Licensees are reporting vastly different recruitment experiences in the first month of the Future of Financial Advice reforms with some recording high levels of query from advisers looking to switch while others claim it is now harder than ever to move.

Last week, Futuro managing director Dennis Bashford said the dealer group was experiencing a significant spike in enquiries from planners. At lease ten are expected to join in the next month.

Premium Wealth Management CEO Paul Harding-Davis agreed that there has been an unexpected level of query, adding that in many cases advisers felt compelled to at least test the waters.

“We do keep hearing stories of advisers who are only just getting training and guidance on FoFA now, and or inadequate support,” he told Professional Planner. “No doubt they are concerned, if not frustrated and alarmed.”

FoginsertThe Encore Group national practice development manager Matt Fogarty (right) said there had been a lot of talk in the recruitment market in April, May and June with still plenty of activity in the sector.

He expects a period of consolidation ahead of some “big plays” next year.

Commission conundrum

However some advisers face a different set of difficulties with one expert claiming that those holding on to legacy books and resisting a fee-for-service model could be locked into their licensee’s dealership for life.

M&A Consultancy firm, Radar Results, has received advice that some authorised representatives who wish to sell their commission-based financial planning investment clients outside their existing dealership may lose their commission-based revenue.

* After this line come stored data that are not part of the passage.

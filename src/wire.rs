//! Wire codec for the `key=value;key=value` message format.
//!
//! Values are base64 in the standard alphabet unless a field is documented
//! as raw. All decode paths are bounds-checked: oversized input is rejected
//! with a parse error, never truncated.

use alloc::string::String;
use alloc::vec::Vec;
use base64ct::{Base64, Encoding};

use crate::constants::{FIELD_USERNAME, MAX_FIELD_LEN, MAX_MESSAGE_LEN, MAX_USERNAME_LEN};
use crate::errors::{Error, Result};

/// A parsed wire message: ordered `(name, value)` pairs borrowed from the
/// input. Unknown fields are retained but ignored by the protocol.
#[derive(Clone, Debug, PartialEq, Eq)]
pub struct Message<'a> {
    fields: Vec<(&'a str, &'a str)>,
}

impl<'a> Message<'a> {
    /// Parse a message, splitting on `;` and on the first `=` within each
    /// segment. A segment without `=` or a message over the size bound is
    /// rejected.
    pub fn parse(input: &'a str) -> Result<Self> {
        if input.len() > MAX_MESSAGE_LEN {
            return Err(Error::Parse("message"));
        }
        let mut fields = Vec::new();
        for segment in input.split(';') {
            if segment.is_empty() {
                continue;
            }
            let (name, value) = segment.split_once('=').ok_or(Error::Parse("message"))?;
            fields.push((name, value));
        }
        Ok(Message { fields })
    }

    /// Look up the first occurrence of a field by name.
    pub fn get(&self, name: &str) -> Option<&'a str> {
        self.fields
            .iter()
            .find(|(n, _)| *n == name)
            .map(|(_, v)| *v)
    }

    /// Look up a field that the current step requires.
    pub fn require(&self, name: &'static str) -> Result<&'a str> {
        self.get(name).ok_or(Error::Parse(name))
    }

    /// The parsed fields, in wire order.
    pub fn fields(&self) -> &[(&'a str, &'a str)] {
        &self.fields
    }
}

/// Serialize an ordered field list as `name=value;name=value`.
pub fn format(fields: &[(&str, &str)]) -> String {
    let mut out = String::new();
    for (i, (name, value)) in fields.iter().enumerate() {
        if i > 0 {
            out.push(';');
        }
        out.push_str(name);
        out.push('=');
        out.push_str(value);
    }
    out
}

/// Encode bytes with the standard base64 alphabet, with padding.
pub fn encode_base64(bytes: &[u8]) -> String {
    Base64::encode_string(bytes)
}

/// Decode a base64 field value, attributing failures to `field`.
///
/// Rejects invalid alphabet or padding and any decoded value longer than
/// [`MAX_FIELD_LEN`](crate::constants::MAX_FIELD_LEN).
pub fn decode_base64(field: &'static str, value: &str) -> Result<Vec<u8>> {
    if value.len() > MAX_FIELD_LEN.div_ceil(3) * 4 {
        return Err(Error::Parse(field));
    }
    let bytes = Base64::decode_vec(value).map_err(|_| Error::Parse(field))?;
    if bytes.len() > MAX_FIELD_LEN {
        return Err(Error::Parse(field));
    }
    Ok(bytes)
}

/// Extract the username from a step-1 message.
///
/// The field is accepted in either form: if the value is strict
/// standard-alphabet base64 and decodes to valid UTF-8 it is used decoded,
/// otherwise it is taken raw. Usernames over the length bound are rejected,
/// never truncated.
pub fn username_field(msg: &Message<'_>) -> Result<String> {
    let value = msg.require(FIELD_USERNAME)?;
    let username = match Base64::decode_vec(value) {
        Ok(decoded) => String::from_utf8(decoded).map_err(|_| Error::Parse(FIELD_USERNAME))?,
        Err(_) => String::from(value),
    };
    if username.is_empty() || username.len() > MAX_USERNAME_LEN {
        return Err(Error::Parse(FIELD_USERNAME));
    }
    Ok(username)
}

“Even if that AR wants to move from one licensee to another solely to receive a lower dealer-service-fee arrangement or some other benefit, then the grandfathering exemption will disappear,” said Radar Results principal John Birt.

“After moving to a new licensee, the clients will be treated as ‘new clients’ with a Financial Disclosure Statement (FDS) required within one year and opt-in will start in the second year.”

Asked for a legal view, Claire Wivell Plater, managing director of The Fold Legal, said commission on investment amounts are conflicted remuneration and, for grandfathering to apply, the arrangements under which the payments are made must have been in place as at June 30 2013.

“Where an adviser practice is being paid grandfathered commissions, these commissions are paid under a ‘distribution’ agreement between their current licensee and the product provider and then passed through to the adviser pursuant to the authorised representative agreement between the licensee and the adviser,” she said.

“When advisers move to a new licensee, a new arrangement needs to be created for the licensee to pass remuneration received from product providers for business written by that adviser to the adviser.”

Grandfathering: unintended consequences?

After July 1 2013, such new arrangements are not grandfathered, so the new licensee cannot receive or pass on the commissions to the adviser.

CWPinsertAccording to Wivell Plater (left), a similar problem occurs when a portfolio of clients is sold to by an adviser authorised by one AFS licensee to an adviser who is authorised by a different licensee.

“The old licensee can continue to receive them the grandfathered commission – they could continue to pass the remuneration on to the adviser – but will they do so?” she asked.

“Most licensees require outgoing advisers and the new licensee to sign a transfer agreement. Usually those agreements establish a finite period during which the outgoing licensee will remit remuneration to the outgoing adviser, e.g. 90 days.

“If the new licensee already had arrangements in place with the product providers, they could receive the commissions – but could not pass them on to the adviser.”

Both the Financial Planning Association and the Association of Financial Advisers have made submissions to Treasury seeking a resolution of this issue.

“It does seem to be an unintended consequence in that it effectively penalises and hampers the commercial flexibility of advisers who want or need to change licensees and sell or buy client portfolios,” says Wivell Plater.

Acquisition impact

Birt believes some urgency is required in resolving this matter as the value of particular financial planning businesses may be affected by this side-effect of the legislation, particularly if they can be sold only within their own licensee group.

“This could limit the number of potential buyers for that business. It’s a supply and demand scenario and with a lot fewer buyers, the price will be affected adversely,” he said.

“In some boutique licensee groups where there’s only a handful of ARs, there may be no buyers at all for that client register.”

On the ground this is already starting to have consequences.

PHDinsert“For any established practice which likely has revenue from products like Master Trusts which had imbedded commissions etc. they will be unlikely to give it up in the short to medium term,” said Harding-Davis (right).

“I’ve spoken to a couple. It is likely also to impact on the acquisition of a practice outside the dealer group. It has already done so for one firm I know that was making an acquisition of a client book.

“In my opinion it won’t be for life – but until they work through those clients over a couple of years and transition them to different models.”